Trafalgar Square; a short walk from Sloane Square and South Kensington tube stations. Doesn't sound right, does it? But there was a Trafalgar Square in Chelsea before the other, world-famous, Trafalgar Square had even been built.
What we now know as Chelsea Square was built in 1810. In an area that largely consisted of blocks of flats, it was laid out as houses surrounding a garden, in a bid to encourage wealthier people to the area. The garden became used as a tennis court, and the land was passed on to the Cadogan Estate when the lease expired in 1928.

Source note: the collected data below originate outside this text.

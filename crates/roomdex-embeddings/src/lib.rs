//! Batched embedding generation
//!
//! One logical call embeds every chunk a request produced. Failures here are
//! whole-request failures: chunks are only useful with their embeddings, so
//! the worker aborts the request and moves to the next one.

pub mod error;
pub mod http;
pub mod mock;
pub mod traits;

pub use error::{EmbeddingError, EmbeddingResult};
pub use http::HttpEmbeddingGenerator;
pub use mock::MockEmbeddingGenerator;
pub use traits::{ChunkEmbedding, EmbeddingBatch, EmbeddingGenerator, EmbeddingInput};
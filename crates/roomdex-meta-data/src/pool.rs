//! Connection pool construction

use roomdex_config::DatabaseConfig;
use sqlx::PgPool;
use sqlx::postgres::PgPoolOptions;
use std::time::Duration;

/// Create a `PostgreSQL` connection pool from configuration
///
/// # Errors
///
/// Returns an error if the initial connection cannot be established.
pub async fn create_pool(config: &DatabaseConfig) -> Result<PgPool, sqlx::Error> {
    PgPoolOptions::new()
        .max_connections(config.max_connections)
        .min_connections(config.min_connections)
        .acquire_timeout(Duration::from_secs(config.timeout_seconds))
        .connect(&config.url)
        .await
}
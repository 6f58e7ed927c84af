//! Error types for the data layer

use thiserror::Error;

/// Result type alias for data layer operations
pub type MetaDataResult<T> = Result<T, MetaDataError>;

/// Errors that can occur in the relational data layer
#[derive(Error, Debug)]
pub enum MetaDataError {
    /// Underlying database driver error, wrapped with the operation name
    #[error("Database error during {operation}: {source}")]
    Database {
        operation: &'static str,
        #[source]
        source: sqlx::Error,
    },

    /// An entity that was expected to exist was not found
    #[error("Not found: {entity} '{id}'")]
    NotFound { entity: &'static str, id: String },

    /// Serialization/deserialization errors
    #[error("Serialization error: {0}")]
    Serialization(#[from] serde_json::Error),

    /// Generic error for other issues
    #[error("Other error: {0}")]
    Other(String),
}

impl MetaDataError {
    /// Wrap a sqlx error with the operation it occurred in
    pub const fn database(operation: &'static str, source: sqlx::Error) -> Self {
        Self::Database { operation, source }
    }
}

/// Extension trait for attaching operation names to sqlx results
pub trait MetaDataErrorExt<T> {
    /// Map a sqlx error into a `MetaDataError::Database` carrying the
    /// operation name for debuggability across the trigger/worker boundary
    fn map_db_err(self, operation: &'static str) -> MetaDataResult<T>;
}

impl<T> MetaDataErrorExt<T> for Result<T, sqlx::Error> {
    fn map_db_err(self, operation: &'static str) -> MetaDataResult<T> {
        self.map_err(|e| MetaDataError::database(operation, e))
    }
}
//! Error types for embedding generation

use thiserror::Error;

/// Result type alias for embedding operations
pub type EmbeddingResult<T> = Result<T, EmbeddingError>;

/// Errors from embedding generation
///
/// These are whole-request failures: surviving chunks need their embeddings
/// together, so a failed batch aborts the request rather than a document.
#[derive(Error, Debug)]
pub enum EmbeddingError {
    /// The embedding endpoint rejected or failed a request
    #[error("Embedding request failed: {0}")]
    Request(String),

    /// The endpoint returned a payload that cannot be interpreted
    #[error("Malformed embedding response: {0}")]
    MalformedResponse(String),

    /// The response vector count or dimensionality disagrees with the input
    #[error("Embedding count mismatch: sent {sent} texts, received {received} vectors")]
    CountMismatch { sent: usize, received: usize },

    /// Configuration error
    #[error("Embedding configuration error: {0}")]
    Config(String),
}
//! Shared service bundle handed to the trigger, worker, and pipeline

use std::sync::Arc;

use roomdex_config::IndexingConfig;
use roomdex_embeddings::EmbeddingGenerator;
use roomdex_meta_data::DataroomRepository;
use roomdex_processing::{DocumentProcessor, RetrievalUrlService};
use roomdex_queue::QueueManager;
use roomdex_vector_data::VectorStorage;

use crate::flags::FeatureFlagService;

/// Everything a worker run needs, built once and shared
///
/// The processor, embedder, and vector client are reused across every
/// request a worker drains; nothing here is per-request state.
pub struct IndexingServices {
    pub queue: QueueManager,
    pub repository: Arc<dyn DataroomRepository>,
    pub retrieval: Arc<dyn RetrievalUrlService>,
    pub processor: Arc<dyn DocumentProcessor>,
    pub embedder: Arc<dyn EmbeddingGenerator>,
    pub vectors: Arc<dyn VectorStorage>,
    pub flags: Arc<dyn FeatureFlagService>,
    pub config: IndexingConfig,
}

The Cadogan Estate redeveloped the whole area and demolished the existing houses, replacing them with a mixture of mews houses and Regency style villas, which remain today. The Square was renamed Chelsea Square by 1938 (we wonder how many disappointed tourists had rocked up to the address by then).
By contrast, central London's Trafalgar Square didn't open until 1844, named after the Battle of Trafalgar which took place in 1805. It's not known how Chelsea's Trafalgar Square came by its name, but it was likely named after the same battle, which had taken place only five years prior to the square's construction (Nelson, naturally, was all the rage at that time).
As for why Chelsea gave up the name Trafalgar Square? The Trafalgar Square was probably so well-known by the 1930s, there was no point even trying to compete.
Today, the former Trafalgar Square finds itself in a rather well-to-do part of the city. Chelsea Square is the name of the road that covers three of the four sides of the square. The park area in the centre of the square is officially known as Chelsea Common — ironic perhaps, given that it's off-limits to all expect local residents with keys to those shiny black gates.